### Work order
Without omitting anything, write out the listing below precisely.
-- Exercise data follows --
#[cfg(test)]
mod tests {
    use chrono::{Duration, TimeZone};

    use huddle_shared::protocol::RosterEntry;
    use huddle_shared::types::UserId;

    use super::*;
    use crate::connection::ReconnectPhase;

    fn t0() -> DateTime<Utc> {
        Utc.timestamp_opt(1_714_000_000, 0).unwrap()
    }

    fn connect(addr: &str) -> Command {
        Command::Connect {
            addr: addr.into(),
            username: "alice".into(),
        }
    }

    #[tokio::test]
    async fn test_events_are_applied_in_order() {
        let SpawnedSession { handle, .. } = Session::spawn_manual_clock(ClientConfig::default());

        handle
            .push_event(InboundEvent::RosterJoined(RosterEntry {
                id: UserId(1),
                username: "Alice".into(),
                role: None,
                channel_id: None,
            }))
            .await
            .unwrap();
        handle
            .push_event(InboundEvent::RosterRenamed {
                user_id: UserId(1),
                username: "Alicia".into(),
            })
            .await
            .unwrap();

        let state = handle.sync().await.unwrap();
        assert_eq!(state.store.user(UserId(1)).unwrap().username, "Alicia");
        assert_eq!(handle.snapshot().store.users().len(), 1);
    }

    #[tokio::test]
    async fn test_command_round_trip_through_transport() {
        let SpawnedSession {
            handle,
            mut outbound,
            ..
        } = Session::spawn_manual_clock(ClientConfig::default());

        handle.send_command(connect("srv:1")).await.unwrap();
        let request = outbound.recv().await.expect("transport should get the command");
        assert_eq!(request.command, connect("srv:1"));
        assert_eq!(handle.sync().await.unwrap().connection.pending_addr(), Some("srv:1"));

        request.reply.send(CommandResult::ok()).unwrap();

        let mut watcher = handle.subscribe();
        watcher
            .wait_for(|s| s.connection.connected())
            .await
            .expect("session should publish the connection");
        assert_eq!(handle.snapshot().connection.connected_addr(), Some("srv:1"));
    }

    #[tokio::test]
    async fn test_out_of_order_replies_settle_in_issue_order() {
        let SpawnedSession {
            handle,
            mut outbound,
            ..
        } = Session::spawn_manual_clock(ClientConfig::default());

        handle
            .send_command(Command::CreateChannel { name: "a".into() })
            .await
            .unwrap();
        handle
            .send_command(Command::KickUser { user_id: UserId(4) })
            .await
            .unwrap();
        let first = outbound.recv().await.unwrap();
        let second = outbound.recv().await.unwrap();

        second.reply.send(CommandResult::failed("second")).unwrap();
        first.reply.send(CommandResult::failed("first")).unwrap();

        let mut watcher = handle.subscribe();
        let state = watcher
            .wait_for(|s| s.connection.connect_error() == Some("second"))
            .await
            .unwrap()
            .clone();
        assert_eq!(state.connection.connect_error(), Some("second"));
    }

    #[tokio::test]
    async fn test_dropped_reply_settles_as_failure() {
        let SpawnedSession {
            handle,
            mut outbound,
            ..
        } = Session::spawn_manual_clock(ClientConfig::default());

        handle
            .send_command(Command::JoinVoice {
                channel_id: ChannelId(2),
            })
            .await
            .unwrap();
        drop(outbound.recv().await.unwrap());

        let mut watcher = handle.subscribe();
        watcher
            .wait_for(|s| s.connection.connect_error() == Some(TRANSPORT_DROPPED_MESSAGE))
            .await
            .unwrap();
        assert!(!handle.snapshot().connection.voice_connected());
    }

    #[tokio::test]
    async fn test_closed_transport_fails_immediately() {
        let SpawnedSession {
            handle, outbound, ..
        } = Session::spawn_manual_clock(ClientConfig::default());
        drop(outbound);

        handle.send_command(connect("srv:1")).await.unwrap();
        let state = handle.sync().await.unwrap();
        assert!(!state.connection.connected());
        assert_eq!(state.connection.connect_error(), Some(TRANSPORT_DROPPED_MESSAGE));
    }

    #[tokio::test]
    async fn test_manual_tick_fires_reconnect() {
        let SpawnedSession { handle, .. } = Session::spawn_manual_clock(ClientConfig::default());

        handle
            .push_event(InboundEvent::ReconnectScheduled {
                attempt: 0,
                retry_at: t0() + Duration::seconds(5),
                reason: "timeout".into(),
            })
            .await
            .unwrap();
        handle.tick(t0() + Duration::seconds(1)).await.unwrap();
        handle.sync().await.unwrap();
        let view = handle.project(t0() + Duration::seconds(1));
        assert_eq!(view.connection.seconds_until_retry, Some(4));

        handle.tick(t0() + Duration::seconds(5)).await.unwrap();
        let state = handle.sync().await.unwrap();
        assert_eq!(state.connection.reconnect().phase, ReconnectPhase::Connecting);
        assert_eq!(state.connection.reconnect().attempt, 1);
    }

    #[tokio::test]
    async fn test_cancel_and_view_switch() {
        let SpawnedSession { handle, .. } = Session::spawn_manual_clock(ClientConfig::default());
        handle
            .push_event(InboundEvent::ReconnectScheduled {
                attempt: 3,
                retry_at: t0(),
                reason: "down".into(),
            })
            .await
            .unwrap();
        handle.cancel_reconnect().await.unwrap();
        handle.view_channel(ChannelId(6)).await.unwrap();

        let state = handle.sync().await.unwrap();
        assert!(!state.connection.reconnect().is_active());
        assert_eq!(state.viewing, ChannelId(6));
    }

    #[tokio::test]
    async fn test_shutdown_closes_inbox() {
        let SpawnedSession { handle, task, .. } = Session::spawn_manual_clock(ClientConfig::default());
        handle.shutdown().await.unwrap();
        task.await.unwrap();
        assert!(matches!(
            handle.push_event(InboundEvent::ServerInfo { name: "x".into() }).await,
            Err(SessionError::InboxClosed)
        ));
    }

    #[tokio::test]
    async fn test_full_transport_queue_never_stalls_the_loop() {
        let config = ClientConfig {
            transport_capacity: 1,
            ..ClientConfig::default()
        };
        let SpawnedSession {
            handle,
            mut outbound,
            ..
        } = Session::spawn_manual_clock(config);

        handle
            .send_command(Command::CreateChannel { name: "a".into() })
            .await
            .unwrap();
        handle
            .send_command(Command::CreateChannel { name: "b".into() })
            .await
            .unwrap();
        handle
            .push_event(InboundEvent::ServerInfo { name: "Home".into() })
            .await
            .unwrap();

        let state = tokio::time::timeout(std::time::Duration::from_secs(2), handle.sync())
            .await
            .expect("session loop should not wait on the transport")
            .unwrap();
        assert_eq!(state.store.server().name.as_deref(), Some("Home"));

        let first = outbound.recv().await.unwrap();
        assert_eq!(first.command, Command::CreateChannel { name: "a".into() });
        first.reply.send(CommandResult::ok()).unwrap();

        let mut watcher = handle.subscribe();
        watcher
            .wait_for(|s| s.connection.connect_error() == Some(TRANSPORT_BUSY_MESSAGE))
            .await
            .unwrap();
    }
}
-- Exercise data concluded --
### Finished exercise
#[cfg(test)]
mod tests {
    use chrono::{Duration, TimeZone};

    use huddle_shared::protocol::RosterEntry;
    use huddle_shared::types::UserId;

    use super::*;
    use crate::connection::ReconnectPhase;

    fn t0() -> DateTime<Utc> {
        Utc.timestamp_opt(1_714_000_000, 0).unwrap()
    }

    fn connect(addr: &str) -> Command {
        Command::Connect {
            addr: addr.into(),
            username: "alice".into(),
        }
    }

    #[tokio::test]
    async fn test_events_are_applied_in_order() {
        let SpawnedSession { handle, .. } = Session::spawn_manual_clock(ClientConfig::default());

        handle
            .push_event(InboundEvent::RosterJoined(RosterEntry {
                id: UserId(1),
                username: "Alice".into(),
                role: None,
                channel_id: None,
            }))
            .await
            .unwrap();
        handle
            .push_event(InboundEvent::RosterRenamed {
                user_id: UserId(1),
                username: "Alicia".into(),
            })
            .await
            .unwrap();

        let state = handle.sync().await.unwrap();
        assert_eq!(state.store.user(UserId(1)).unwrap().username, "Alicia");
        assert_eq!(handle.snapshot().store.users().len(), 1);
    }

    #[tokio::test]
    async fn test_command_round_trip_through_transport() {
        let SpawnedSession {
            handle,
            mut outbound,
            ..
        } = Session::spawn_manual_clock(ClientConfig::default());

        handle.send_command(connect("srv:1")).await.unwrap();
        let request = outbound.recv().await.expect("transport should get the command");
        assert_eq!(request.command, connect("srv:1"));
        assert_eq!(handle.sync().await.unwrap().connection.pending_addr(), Some("srv:1"));

        request.reply.send(CommandResult::ok()).unwrap();

        let mut watcher = handle.subscribe();
        watcher
            .wait_for(|s| s.connection.connected())
            .await
            .expect("session should publish the connection");
        assert_eq!(handle.snapshot().connection.connected_addr(), Some("srv:1"));
    }

    #[tokio::test]
    async fn test_out_of_order_replies_settle_in_issue_order() {
        let SpawnedSession {
            handle,
            mut outbound,
            ..
        } = Session::spawn_manual_clock(ClientConfig::default());

        handle
            .send_command(Command::CreateChannel { name: "a".into() })
            .await
            .unwrap();
        handle
            .send_command(Command::KickUser { user_id: UserId(4) })
            .await
            .unwrap();
        let first = outbound.recv().await.unwrap();
        let second = outbound.recv().await.unwrap();

        second.reply.send(CommandResult::failed("second")).unwrap();
        first.reply.send(CommandResult::failed("first")).unwrap();

        let mut watcher = handle.subscribe();
        let state = watcher
            .wait_for(|s| s.connection.connect_error() == Some("second"))
            .await
            .unwrap()
            .clone();
        assert_eq!(state.connection.connect_error(), Some("second"));
    }

    #[tokio::test]
    async fn test_dropped_reply_settles_as_failure() {
        let SpawnedSession {
            handle,
            mut outbound,
            ..
        } = Session::spawn_manual_clock(ClientConfig::default());

        handle
            .send_command(Command::JoinVoice {
                channel_id: ChannelId(2),
            })
            .await
            .unwrap();
        drop(outbound.recv().await.unwrap());

        let mut watcher = handle.subscribe();
        watcher
            .wait_for(|s| s.connection.connect_error() == Some(TRANSPORT_DROPPED_MESSAGE))
            .await
            .unwrap();
        assert!(!handle.snapshot().connection.voice_connected());
    }

    #[tokio::test]
    async fn test_closed_transport_fails_immediately() {
        let SpawnedSession {
            handle, outbound, ..
        } = Session::spawn_manual_clock(ClientConfig::default());
        drop(outbound);

        handle.send_command(connect("srv:1")).await.unwrap();
        let state = handle.sync().await.unwrap();
        assert!(!state.connection.connected());
        assert_eq!(state.connection.connect_error(), Some(TRANSPORT_DROPPED_MESSAGE));
    }

    #[tokio::test]
    async fn test_manual_tick_fires_reconnect() {
        let SpawnedSession { handle, .. } = Session::spawn_manual_clock(ClientConfig::default());

        handle
            .push_event(InboundEvent::ReconnectScheduled {
                attempt: 0,
                retry_at: t0() + Duration::seconds(5),
                reason: "timeout".into(),
            })
            .await
            .unwrap();
        handle.tick(t0() + Duration::seconds(1)).await.unwrap();
        handle.sync().await.unwrap();
        let view = handle.project(t0() + Duration::seconds(1));
        assert_eq!(view.connection.seconds_until_retry, Some(4));

        handle.tick(t0() + Duration::seconds(5)).await.unwrap();
        let state = handle.sync().await.unwrap();
        assert_eq!(state.connection.reconnect().phase, ReconnectPhase::Connecting);
        assert_eq!(state.connection.reconnect().attempt, 1);
    }

    #[tokio::test]
    async fn test_cancel_and_view_switch() {
        let SpawnedSession { handle, .. } = Session::spawn_manual_clock(ClientConfig::default());
        handle
            .push_event(InboundEvent::ReconnectScheduled {
                attempt: 3,
                retry_at: t0(),
                reason: "down".into(),
            })
            .await
            .unwrap();
        handle.cancel_reconnect().await.unwrap();
        handle.view_channel(ChannelId(6)).await.unwrap();

        let state = handle.sync().await.unwrap();
        assert!(!state.connection.reconnect().is_active());
        assert_eq!(state.viewing, ChannelId(6));
    }

    #[tokio::test]
    async fn test_shutdown_closes_inbox() {
        let SpawnedSession { handle, task, .. } = Session::spawn_manual_clock(ClientConfig::default());
        handle.shutdown().await.unwrap();
        task.await.unwrap();
        assert!(matches!(
            handle.push_event(InboundEvent::ServerInfo { name: "x".into() }).await,
            Err(SessionError::InboxClosed)
        ));
    }

    #[tokio::test]
    async fn test_full_transport_queue_never_stalls_the_loop() {
        let config = ClientConfig {
            transport_capacity: 1,
            ..ClientConfig::default()
        };
        let SpawnedSession {
            handle,
            mut outbound,
            ..
        } = Session::spawn_manual_clock(config);

        handle
            .send_command(Command::CreateChannel { name: "a".into() })
            .await
            .unwrap();
        handle
            .send_command(Command::CreateChannel { name: "b".into() })
            .await
            .unwrap();
        handle
            .push_event(InboundEvent::ServerInfo { name: "Home".into() })
            .await
            .unwrap();

        let state = tokio::time::timeout(std::time::Duration::from_secs(2), handle.sync())
            .await
            .expect("session loop should not wait on the transport")
            .unwrap();
        assert_eq!(state.store.server().name.as_deref(), Some("Home"));

        let first = outbound.recv().await.unwrap();
        assert_eq!(first.command, Command::CreateChannel { name: "a".into() });
        first.reply.send(CommandResult::ok()).unwrap();

        let mut watcher = handle.subscribe();
        watcher
            .wait_for(|s| s.connection.connect_error() == Some(TRANSPORT_BUSY_MESSAGE))
            .await
            .unwrap();
    }
}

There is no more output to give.